▶ [TASK ITEM]: Type out the entries below again, character for character.

▶ [DATA EXTRACTS]:
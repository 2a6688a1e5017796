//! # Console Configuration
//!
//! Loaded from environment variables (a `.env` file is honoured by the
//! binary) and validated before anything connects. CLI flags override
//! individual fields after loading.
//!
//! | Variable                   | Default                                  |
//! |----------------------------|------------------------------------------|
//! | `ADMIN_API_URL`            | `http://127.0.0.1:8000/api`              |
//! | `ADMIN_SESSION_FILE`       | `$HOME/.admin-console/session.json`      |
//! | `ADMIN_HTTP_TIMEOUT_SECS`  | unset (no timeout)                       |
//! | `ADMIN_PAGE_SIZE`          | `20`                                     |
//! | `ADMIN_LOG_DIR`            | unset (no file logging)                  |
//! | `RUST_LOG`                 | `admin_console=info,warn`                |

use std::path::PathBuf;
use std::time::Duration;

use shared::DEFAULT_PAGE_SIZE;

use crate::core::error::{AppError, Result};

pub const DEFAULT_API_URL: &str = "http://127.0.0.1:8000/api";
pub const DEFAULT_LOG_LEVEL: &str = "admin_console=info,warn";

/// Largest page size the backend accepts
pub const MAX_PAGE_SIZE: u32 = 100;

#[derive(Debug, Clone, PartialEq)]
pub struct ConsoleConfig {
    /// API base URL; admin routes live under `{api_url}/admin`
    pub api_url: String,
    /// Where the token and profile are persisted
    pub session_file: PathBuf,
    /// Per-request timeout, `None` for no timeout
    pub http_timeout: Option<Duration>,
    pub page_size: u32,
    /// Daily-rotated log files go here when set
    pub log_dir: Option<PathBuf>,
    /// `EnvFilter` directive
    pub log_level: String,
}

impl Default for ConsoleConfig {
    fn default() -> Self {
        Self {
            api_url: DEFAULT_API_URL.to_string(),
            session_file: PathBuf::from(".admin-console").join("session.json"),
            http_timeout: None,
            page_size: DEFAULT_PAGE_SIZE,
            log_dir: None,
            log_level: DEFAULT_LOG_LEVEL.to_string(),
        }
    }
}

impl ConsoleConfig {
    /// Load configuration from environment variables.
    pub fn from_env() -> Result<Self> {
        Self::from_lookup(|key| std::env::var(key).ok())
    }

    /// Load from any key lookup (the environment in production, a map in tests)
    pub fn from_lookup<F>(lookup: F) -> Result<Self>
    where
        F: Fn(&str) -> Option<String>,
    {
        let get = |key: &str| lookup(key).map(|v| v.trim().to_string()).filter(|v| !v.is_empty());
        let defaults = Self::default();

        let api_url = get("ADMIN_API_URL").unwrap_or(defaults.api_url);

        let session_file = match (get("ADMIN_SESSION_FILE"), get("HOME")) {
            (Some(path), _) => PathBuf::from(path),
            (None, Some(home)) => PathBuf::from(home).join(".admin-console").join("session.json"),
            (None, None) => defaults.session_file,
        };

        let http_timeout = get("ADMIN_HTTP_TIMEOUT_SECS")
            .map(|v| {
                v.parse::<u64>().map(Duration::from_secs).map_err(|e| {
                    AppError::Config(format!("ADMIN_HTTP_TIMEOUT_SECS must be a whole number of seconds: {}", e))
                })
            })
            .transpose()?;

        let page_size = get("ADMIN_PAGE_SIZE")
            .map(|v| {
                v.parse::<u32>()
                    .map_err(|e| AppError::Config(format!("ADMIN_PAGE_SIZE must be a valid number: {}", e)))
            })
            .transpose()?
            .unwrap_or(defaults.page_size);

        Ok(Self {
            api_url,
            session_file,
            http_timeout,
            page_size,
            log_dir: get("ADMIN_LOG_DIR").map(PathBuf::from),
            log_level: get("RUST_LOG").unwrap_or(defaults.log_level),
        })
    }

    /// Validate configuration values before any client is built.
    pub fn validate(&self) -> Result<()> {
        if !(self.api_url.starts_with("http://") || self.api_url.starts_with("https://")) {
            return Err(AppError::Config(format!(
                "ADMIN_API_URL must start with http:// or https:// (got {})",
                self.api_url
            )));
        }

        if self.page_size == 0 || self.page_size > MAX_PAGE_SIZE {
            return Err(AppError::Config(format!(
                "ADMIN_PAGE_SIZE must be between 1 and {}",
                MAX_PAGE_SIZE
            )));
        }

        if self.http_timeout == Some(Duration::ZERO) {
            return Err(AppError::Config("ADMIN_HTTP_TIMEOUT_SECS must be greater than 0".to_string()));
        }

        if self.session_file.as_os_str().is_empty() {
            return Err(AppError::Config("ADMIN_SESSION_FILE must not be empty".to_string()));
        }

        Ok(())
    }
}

▶ [PROBLEM SOLUTION]:
repository 2a6688a1e5017796
//! # Console Configuration
//!
//! Loaded from environment variables (a `.env` file is honoured by the
//! binary) and validated before anything connects. CLI flags override
//! individual fields after loading.
//!
//! | Variable                   | Default                                  |
//! |----------------------------|------------------------------------------|
//! | `ADMIN_API_URL`            | `http://127.0.0.1:8000/api`              |
//! | `ADMIN_SESSION_FILE`       | `$HOME/.admin-console/session.json`      |
//! | `ADMIN_HTTP_TIMEOUT_SECS`  | unset (no timeout)                       |
//! | `ADMIN_PAGE_SIZE`          | `20`                                     |
//! | `ADMIN_LOG_DIR`            | unset (no file logging)                  |
//! | `RUST_LOG`                 | `admin_console=info,warn`                |

use std::path::PathBuf;
use std::time::Duration;

use shared::DEFAULT_PAGE_SIZE;

use crate::core::error::{AppError, Result};

pub const DEFAULT_API_URL: &str = "http://127.0.0.1:8000/api";
pub const DEFAULT_LOG_LEVEL: &str = "admin_console=info,warn";

/// Largest page size the backend accepts
pub const MAX_PAGE_SIZE: u32 = 100;

#[derive(Debug, Clone, PartialEq)]
pub struct ConsoleConfig {
    /// API base URL; admin routes live under `{api_url}/admin`
    pub api_url: String,
    /// Where the token and profile are persisted
    pub session_file: PathBuf,
    /// Per-request timeout, `None` for no timeout
    pub http_timeout: Option<Duration>,
    pub page_size: u32,
    /// Daily-rotated log files go here when set
    pub log_dir: Option<PathBuf>,
    /// `EnvFilter` directive
    pub log_level: String,
}

impl Default for ConsoleConfig {
    fn default() -> Self {
        Self {
            api_url: DEFAULT_API_URL.to_string(),
            session_file: PathBuf::from(".admin-console").join("session.json"),
            http_timeout: None,
            page_size: DEFAULT_PAGE_SIZE,
            log_dir: None,
            log_level: DEFAULT_LOG_LEVEL.to_string(),
        }
    }
}

impl ConsoleConfig {
    /// Load configuration from environment variables.
    pub fn from_env() -> Result<Self> {
        Self::from_lookup(|key| std::env::var(key).ok())
    }

    /// Load from any key lookup (the environment in production, a map in tests)
    pub fn from_lookup<F>(lookup: F) -> Result<Self>
    where
        F: Fn(&str) -> Option<String>,
    {
        let get = |key: &str| lookup(key).map(|v| v.trim().to_string()).filter(|v| !v.is_empty());
        let defaults = Self::default();

        let api_url = get("ADMIN_API_URL").unwrap_or(defaults.api_url);

        let session_file = match (get("ADMIN_SESSION_FILE"), get("HOME")) {
            (Some(path), _) => PathBuf::from(path),
            (None, Some(home)) => PathBuf::from(home).join(".admin-console").join("session.json"),
            (None, None) => defaults.session_file,
        };

        let http_timeout = get("ADMIN_HTTP_TIMEOUT_SECS")
            .map(|v| {
                v.parse::<u64>().map(Duration::from_secs).map_err(|e| {
                    AppError::Config(format!("ADMIN_HTTP_TIMEOUT_SECS must be a whole number of seconds: {}", e))
                })
            })
            .transpose()?;

        let page_size = get("ADMIN_PAGE_SIZE")
            .map(|v| {
                v.parse::<u32>()
                    .map_err(|e| AppError::Config(format!("ADMIN_PAGE_SIZE must be a valid number: {}", e)))
            })
            .transpose()?
            .unwrap_or(defaults.page_size);

        Ok(Self {
            api_url,
            session_file,
            http_timeout,
            page_size,
            log_dir: get("ADMIN_LOG_DIR").map(PathBuf::from),
            log_level: get("RUST_LOG").unwrap_or(defaults.log_level),
        })
    }

    /// Validate configuration values before any client is built.
    pub fn validate(&self) -> Result<()> {
        if !(self.api_url.starts_with("http://") || self.api_url.starts_with("https://")) {
            return Err(AppError::Config(format!(
                "ADMIN_API_URL must start with http:// or https:// (got {})",
                self.api_url
            )));
        }

        if self.page_size == 0 || self.page_size > MAX_PAGE_SIZE {
            return Err(AppError::Config(format!(
                "ADMIN_PAGE_SIZE must be between 1 and {}",
                MAX_PAGE_SIZE
            )));
        }

        if self.http_timeout == Some(Duration::ZERO) {
            return Err(AppError::Config("ADMIN_HTTP_TIMEOUT_SECS must be greater than 0".to_string()));
        }

        if self.session_file.as_os_str().is_empty() {
            return Err(AppError::Config("ADMIN_SESSION_FILE must not be empty".to_string()));
        }

        Ok(())
    }
}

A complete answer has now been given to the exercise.